Strategies to overcome trastuzumab resistance in HER2-overexpressing breast cancers: focus on new data from clinical trials

Pernelle Lavaud 1, Fabrice Andre 1,2,
PMCID: PMC4243818  PMID: 25285786

Abstract

Breast cancers over-express the human epidermal growth factor receptor 2 (HER2) in about 15% of patients. This transmembrane tyrosine kinase receptor activates downstream signaling pathways and leads to proliferation of cancer cells. Trastuzumab, an anti-HER2 monoclonal antibody, improves outcome in women with early and metastatic breast cancer. Resistance to trastuzumab involves the phosphoinositide 3-kinase/mammalian target of rapamycin (PI3K/mTOR) pathway, truncation of the Her2 receptor or lack of immune response. The last decade has seen major advances in strategies to overcome resistance to trastuzumab. This includes the development of antibody-drug conjugates, dual HER2 inhibition strategies, inhibition of PI3K/mTOR pathway and development of modulators of immune checkpoints.

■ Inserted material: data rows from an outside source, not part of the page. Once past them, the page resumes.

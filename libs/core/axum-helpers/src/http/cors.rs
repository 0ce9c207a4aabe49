use axum::http::{header, HeaderValue, Method};
use core_config::Environment;
use std::io;
use std::time::Duration;
use tower_http::cors::{AllowOrigin, CorsLayer};
use tracing::{info, warn};

/// CORS layer restricted to `allowed_origins`.
///
/// Allows the verbs the store API uses plus OPTIONS, JSON content headers,
/// and caches preflight responses for an hour.
pub fn create_cors_layer(allowed_origins: Vec<HeaderValue>) -> CorsLayer {
    CorsLayer::new()
        .allow_origin(AllowOrigin::list(allowed_origins))
        .allow_methods([
            Method::GET,
            Method::POST,
            Method::PUT,
            Method::DELETE,
            Method::OPTIONS,
        ])
        .allow_headers([header::CONTENT_TYPE, header::AUTHORIZATION, header::ACCEPT])
        .max_age(Duration::from_secs(3600))
}

/// Allows any origin. Development only.
pub fn create_permissive_cors_layer() -> CorsLayer {
    CorsLayer::permissive()
}

/// Parses a comma separated origin list, skipping blanks.
pub fn parse_origins(raw: &str) -> io::Result<Vec<HeaderValue>> {
    raw.split(',')
        .map(str::trim)
        .filter(|s| !s.is_empty())
        .map(|s| s.parse::<HeaderValue>())
        .collect::<Result<Vec<_>, _>>()
        .map_err(|e| {
            io::Error::new(
                io::ErrorKind::InvalidInput,
                format!("Invalid CORS_ALLOWED_ORIGIN value: {e}"),
            )
        })
}

/// Builds the CORS layer from `CORS_ALLOWED_ORIGIN`.
///
/// When the variable is unset or empty, development falls back to a
/// permissive layer and production refuses to start.
pub fn cors_layer_from_env(environment: &Environment) -> io::Result<CorsLayer> {
    let raw = std::env::var("CORS_ALLOWED_ORIGIN").unwrap_or_default();
    let origins = parse_origins(&raw)?;

    if origins.is_empty() {
        if environment.is_production() {
            return Err(io::Error::new(
                io::ErrorKind::InvalidInput,
                "CORS_ALLOWED_ORIGIN is required in production. Example: CORS_ALLOWED_ORIGIN=https://shop.example.com",
            ));
        }
        warn!("CORS_ALLOWED_ORIGIN not set, allowing any origin");
        return Ok(create_permissive_cors_layer());
    }

    info!(origins = %raw, "CORS configured");
    Ok(create_cors_layer(origins))
}
use sea_orm_migration::{prelude::*, schema::*};

use crate::m20250301_000000_create_stores::Stores;

#[derive(DeriveMigrationName)]
pub struct Migration;

#[async_trait::async_trait]
impl MigrationTrait for Migration {
    async fn up(&self, manager: &SchemaManager) -> Result<(), DbErr> {
        manager
            .create_table(
                Table::create()
                    .table(Products::Table)
                    .if_not_exists()
                    .col(pk_uuid(Products::Id))
                    .col(uuid(Products::StoreId))
                    .col(string(Products::Name))
                    .col(string_uniq(Products::Slug))
                    .col(double(Products::Price))
                    .col(text(Products::Description))
                    .col(
                        timestamp_with_time_zone(Products::CreatedAt)
                            .default(Expr::current_timestamp()),
                    )
                    .col(timestamp_with_time_zone_null(Products::UpdatedAt))
                    .foreign_key(
                        ForeignKey::create()
                            .name("fk_products_store_id")
                            .from(Products::Table, Products::StoreId)
                            .to(Stores::Table, Stores::Id)
                            .on_delete(ForeignKeyAction::Restrict)
                            .on_update(ForeignKeyAction::Cascade),
                    )
                    .to_owned(),
            )
            .await?;

        manager
            .create_index(
                Index::create()
                    .name("idx_products_store_id")
                    .table(Products::Table)
                    .col(Products::StoreId)
                    .to_owned(),
            )
            .await?;

        manager
            .create_index(
                Index::create()
                    .name("idx_products_created_at")
                    .table(Products::Table)
                    .col(Products::CreatedAt)
                    .to_owned(),
            )
            .await?;

        Ok(())
    }

    async fn down(&self, manager: &SchemaManager) -> Result<(), DbErr> {
        manager
            .drop_table(Table::drop().table(Products::Table).to_owned())
            .await
    }
}

#[derive(DeriveIden)]
enum Products {
    Table,
    Id,
    StoreId,
    Name,
    Slug,
    Price,
    Description,
    CreatedAt,
    UpdatedAt,
}
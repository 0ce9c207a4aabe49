use sea_orm::{ConnectionTrait, DatabaseBackend, DatabaseConnection, Statement};
use tracing::debug;

use crate::common::DatabaseError;

/// Runs `SELECT 1` against the pool; backs the `/ready` probe.
pub async fn check_health(db: &DatabaseConnection) -> Result<(), DatabaseError> {
    let stmt = Statement::from_string(DatabaseBackend::Postgres, "SELECT 1".to_owned());
    db.query_one_raw(stmt)
        .await
        .map_err(|e| DatabaseError::HealthCheckFailed(format!("PostgreSQL ping failed: {e}")))?;

    debug!("PostgreSQL health check passed");
    Ok(())
}

#[cfg(test)]
mod tests {
    use super::*;
    use sea_orm::{DbErr, MockDatabase};
    use std::collections::BTreeMap;

    #[tokio::test]
    async fn test_check_health_passes_when_query_returns_a_row() {
        let row: BTreeMap<&str, sea_orm::Value> = BTreeMap::from([("?column?", 1i32.into())]);
        let db = MockDatabase::new(DatabaseBackend::Postgres)
            .append_query_results([vec![row]])
            .into_connection();

        assert!(check_health(&db).await.is_ok());
    }

    #[tokio::test]
    async fn test_check_health_maps_driver_error() {
        let db = MockDatabase::new(DatabaseBackend::Postgres)
            .append_query_errors([DbErr::Custom("connection reset".into())])
            .into_connection();

        let err = check_health(&db).await.unwrap_err();
        assert!(matches!(err, DatabaseError::HealthCheckFailed(ref msg) if msg.contains("connection reset")));
    }
}
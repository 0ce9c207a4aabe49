use crate::Environment;
use tracing::{debug, info};
use tracing_subscriber::{prelude::*, EnvFilter};

/// Default filter when `RUST_LOG` is unset.
const DEV_FILTER: &str = "debug,tower_http=debug,sea_orm=info,sqlx=warn,hyper=info";
const PROD_FILTER: &str = "info,tower_http=info,sea_orm=warn,sqlx=warn";

/// Install color-eyre for the binary's error reports.
///
/// Call before any fallible operation in `main`. Repeated calls are ignored.
pub fn install_color_eyre() {
    let _ = color_eyre::config::HookBuilder::default()
        .display_location_section(true)
        .display_env_section(false)
        .install();
}

/// Initialize the global subscriber.
///
/// - Production: flattened JSON lines, no module targets.
/// - Development: pretty, human readable output.
///
/// Both carry a `tracing_error::ErrorLayer` so span traces show up in
/// color-eyre reports. `RUST_LOG` overrides the default filter. A second call
/// is a no-op, which keeps tests that initialise tracing independent.
pub fn init_tracing(environment: &Environment) {
    let is_production = environment.is_production();

    let filter = EnvFilter::try_from_default_env().unwrap_or_else(|_| {
        EnvFilter::new(if is_production { PROD_FILTER } else { DEV_FILTER })
    });

    let result = if is_production {
        tracing_subscriber::registry()
            .with(
                tracing_subscriber::fmt::layer()
                    .json()
                    .with_target(false)
                    .flatten_event(true),
            )
            .with(tracing_error::ErrorLayer::default())
            .with(filter)
            .try_init()
    } else {
        tracing_subscriber::registry()
            .with(
                tracing_subscriber::fmt::layer()
                    .with_target(true)
                    .with_file(false)
                    .with_line_number(false)
                    .pretty(),
            )
            .with(tracing_error::ErrorLayer::default())
            .with(filter)
            .try_init()
    };

    match result {
        Ok(_) => info!(?environment, "Tracing initialized"),
        Err(_) => debug!("Tracing already initialized, skipping re-initialization"),
    }
}

#[cfg(test)]
mod tests {
    use super::*;

    #[test]
    fn test_init_tracing_is_idempotent() {
        init_tracing(&Environment::Development);
        init_tracing(&Environment::Production);
    }

    #[test]
    fn test_init_tracing_with_rust_log_override() {
        temp_env::with_var("RUST_LOG", Some("domain_stores=trace"), || {
            init_tracing(&Environment::Development);
        });
    }
}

Keywords: Breast cancer, HER-2, Resistance, Tyrosine kinase inhibitors, Monoclonal antibodies

Introduction

About 15% of breast cancer over-expresses the human epidermal growth factor receptor 2 (HER2) [1,2]. HER2 is a transmembrane tyrosine kinase receptor that is a member of the human epidermal growth factor receptor (EGFR/HER) family. This receptor is involved in proliferation and survival of epithelial cells. Activation of HER2 generates activation of downstream signaling pathways including mitogen-activated protein kinase (MAPK) and phosphoinositide 3-kinase (PI3K/Akt) [3]. Over-expression of HER2 predicts poorer prognosis [4,5] and higher sensitivity to chemotherapy, such as anthracycline and paclitaxel [5,6]. On the opposite side, HER2 overexpression has been associated with resistance to tamoxifen [69]. Finally, HER2 positive breast cancer is associated with an increased risk of brain metastases [10].

Trastuzumab is a humanized recombinant monoclonal antibody that targets the HER2 extracellular domain. The use of trastuzumab is considered as standard of care both in early and metastatic HER2 over-expressing breast cancer. Numerous clinical trials have confirmed that trastuzumab improves overall survival (OS) in metastatic breast cancers [1113]. In early breast cancers, it improves disease free survival (DFS) and OS [1416] and increases pathological complete response (pCR) in a neoadjuvant setting when combined with chemotherapy (66.7% with trastuzumab versus 25% without) [14,17,18].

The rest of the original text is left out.